About this task: Among the records that follow, find each line holding the word "module" and copy it.

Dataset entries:

//! # contract: the remote document service boundary
//!
//! This module defines the single trait ([`DriveApi`]) the reader talks to,
//! plus the listing types it returns. The real implementation lives in the
//! `gdocs-mirror` crate (Google Drive v3 over HTTPS); tests use the
//! `mockall`-generated [`MockDriveApi`].
//!
//! ## Listing entries
//! - [`RemoteDocument`] and [`RemoteFolder`] mirror the Drive `File` resource
//!   restricted to the fields we request. Field names deserialize from the
//!   service's camelCase JSON.
//! - [`ListPage`] is one page of a listing. Callers follow
//!   `next_page_token` until it is absent.
//!
//! ## Errors
//! Implementors map transport failures onto [`SyncError`](crate::SyncError):
//! `NotFound`, `AccessDenied` or `TransientService`.

use std::collections::BTreeMap;

use async_trait::async_trait;
use mockall::automock;
use serde::{Deserialize, Serialize};

use crate::error::Result;

/// MIME type of a Google Docs document.
pub const DOCUMENT_MIME_TYPE: &str = "application/vnd.google-apps.document";
/// MIME type of a Drive folder.
pub const FOLDER_MIME_TYPE: &str = "application/vnd.google-apps.folder";
/// Rendition requested when exporting a document.
pub const EXPORT_MIME_TYPE: &str = "text/markdown";

/// Fields requested for document listings.
pub const DOCUMENT_FIELDS: &str =
    "id, name, description, modifiedTime, lastModifyingUser, owners, version, properties, permissionIds";
/// Fields requested for folder listings.
pub const FOLDER_FIELDS: &str = "id, name, owners";

/// A user record as embedded in `lastModifyingUser` and `owners`.
#[derive(Debug, Clone, Default, PartialEq, Eq, Serialize, Deserialize)]
#[serde(rename_all = "camelCase")]
pub struct RemoteUser {
    #[serde(default)]
    pub display_name: Option<String>,
    #[serde(default)]
    pub email_address: Option<String>,
}

/// A document entry from a child listing.
#[derive(Debug, Clone, PartialEq, Eq, Serialize, Deserialize)]
#[serde(rename_all = "camelCase")]
pub struct RemoteDocument {
    pub id: String,
    pub name: String,
    #[serde(default)]
    pub description: Option<String>,
    #[serde(default)]
    pub modified_time: Option<String>,
    #[serde(default)]
    pub last_modifying_user: Option<RemoteUser>,
    #[serde(default)]
    pub owners: Vec<RemoteUser>,
    /// Drive encodes the int64 version as a JSON string.
    #[serde(default)]
    pub version: Option<String>,
    #[serde(default)]
    pub properties: BTreeMap<String, String>,
    #[serde(default)]
    pub permission_ids: Vec<String>,
}

/// A folder entry from a child listing.
#[derive(Debug, Clone, PartialEq, Eq, Serialize, Deserialize)]
#[serde(rename_all = "camelCase")]
pub struct RemoteFolder {
    pub id: String,
    pub name: String,
    #[serde(default)]
    pub owners: Vec<RemoteUser>,
}

/// One page of a child listing.
#[derive(Debug, Clone, PartialEq, Eq, Serialize, Deserialize)]
#[serde(rename_all = "camelCase")]
pub struct ListPage<T> {
    #[serde(default = "Vec::new")]
    pub files: Vec<T>,
    #[serde(default)]
    pub next_page_token: Option<String>,
}

impl<T> ListPage<T> {
    /// A page with no continuation.
    pub fn last(files: Vec<T>) -> Self {
        Self {
            files,
            next_page_token: None,
        }
    }

    /// A page followed by another one fetched with `token`.
    pub fn with_next(files: Vec<T>, token: impl Into<String>) -> Self {
        Self {
            files,
            next_page_token: Some(token.into()),
        }
    }
}

/// Read-only access to a remote document tree.
///
/// Every call is a single remote round trip. Listings exclude trashed
/// entries and are returned one page at a time; pass the previous page's
/// `next_page_token` to get the next one.
#[cfg_attr(any(test, feature = "test-export-mocks"), automock)]
#[async_trait]
pub trait DriveApi: Send + Sync {
    /// Look up the display name of a folder.
    async fn get_folder_name(&self, folder_id: &str) -> Result<String>;

    /// List the documents directly inside `parent_id`.
    async fn list_documents(
        &self,
        parent_id: &str,
        page_token: Option<String>,
    ) -> Result<ListPage<RemoteDocument>>;

    /// List the folders directly inside `parent_id`.
    async fn list_folders(
        &self,
        parent_id: &str,
        page_token: Option<String>,
    ) -> Result<ListPage<RemoteFolder>>;

    /// Export a document in the given rendition and return the raw bytes.
    async fn export_document(&self, document_id: &str, mime_type: &str) -> Result<Vec<u8>>;
}
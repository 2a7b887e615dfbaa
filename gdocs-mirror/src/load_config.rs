/// `load_config` module: loads the YAML run configuration into strongly typed structs.
///
/// This is the only place where the user-supplied YAML is parsed. It yields
/// the credential file locations, the Drive API base URL and the list of
/// [`SyncRoot`]s handed to the core crate.
///
/// # Accepted schema
/// ```yaml
/// credentials:
///   client_secrets: ./credentials.json
///   token_file: ./token.json
/// api_base_url: https://www.googleapis.com   # optional
/// roots:
///   - folder_id: "1AbC..."
///     download_path: /srv/mkdocs/docs
/// ```
///
/// # Errors
/// All errors use `anyhow::Error` and name the offending file.
use anyhow::Result;
use gdocs_mirror_core::config::{MirrorConfig, SyncRoot};
use serde::Deserialize;
use std::fs;
use std::path::{Path, PathBuf};
use tracing::{error, info};

pub const DEFAULT_API_BASE_URL: &str = "https://www.googleapis.com";

#[derive(Debug, Clone, PartialEq, Eq, Deserialize)]
pub struct CredentialsSection {
    /// OAuth client secrets downloaded from the cloud console.
    pub client_secrets: PathBuf,
    /// Cached authorized-user token; created on first run.
    pub token_file: PathBuf,
}

#[derive(Debug, Clone)]
pub struct CliConfig {
    pub credentials: CredentialsSection,
    pub api_base_url: String,
    pub mirror: MirrorConfig,
}

pub fn load_config<P: AsRef<Path>>(path: P) -> Result<CliConfig> {
    let path_ref = path.as_ref();
    info!(config_path = ?path_ref, "Loading configuration from file");

    let config_content = match fs::read_to_string(path_ref) {
        Ok(content) => content,
        Err(e) => {
            error!(error = ?e, config_path = ?path_ref, "Failed to read config file");
            return Err(anyhow::anyhow!(
                "Failed to read config file {:?}: {}",
                path_ref,
                e
            ));
        }
    };

    #[derive(Debug, Deserialize)]
    struct RawConfig {
        credentials: CredentialsSection,
        api_base_url: Option<String>,
        /// `roots:` with no entries parses as null.
        roots: Option<Vec<SyncRoot>>,
    }

    let raw: RawConfig = match serde_yaml::from_str(&config_content) {
        Ok(conf) => {
            info!(config_path = ?path_ref, "Parsed config YAML successfully");
            conf
        }
        Err(e) => {
            error!(error = ?e, config_path = ?path_ref, "Failed to parse config YAML");
            return Err(anyhow::anyhow!(
                "Failed to parse config YAML {:?}: {e}",
                path_ref
            ));
        }
    };

    let roots = raw.roots.unwrap_or_default();
    if let Some(root) = roots.iter().find(|r| r.folder_id.trim().is_empty()) {
        return Err(anyhow::anyhow!(
            "Config {:?} has a root with an empty folder_id (download_path {:?})",
            path_ref,
            root.download_path
        ));
    }

    let config = CliConfig {
        credentials: raw.credentials,
        api_base_url: raw
            .api_base_url
            .unwrap_or_else(|| DEFAULT_API_BASE_URL.to_string()),
        mirror: MirrorConfig { roots },
    };
    config.mirror.trace_loaded();
    Ok(config)
}
use anyhow::Result;
use clap::Parser;
use gdocs_mirror::cli::{run, Cli};
use tracing_subscriber::EnvFilter;

#[tokio::main]
async fn main() -> Result<()> {
    // Load environment
    dotenvy::dotenv().ok();

    let filter = EnvFilter::try_from_default_env().unwrap_or_else(|_| EnvFilter::new("info"));
    tracing_subscriber::fmt()
        .with_env_filter(filter)
        .with_writer(std::io::stderr)
        .init();
    tracing::info!("CLI application startup: tracing initialised, environment loaded");

    let cli = Cli::parse();
    let result = run(cli).await;
    match &result {
        Ok(_) => tracing::info!("CLI completed successfully"),
        Err(e) => tracing::error!(error = %e, "CLI exited with error"),
    }
    result
}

Exercise output:
//! This module defines the single trait ([`DriveApi`]) the reader talks to,
/// `load_config` module: loads the YAML run configuration into strongly typed structs.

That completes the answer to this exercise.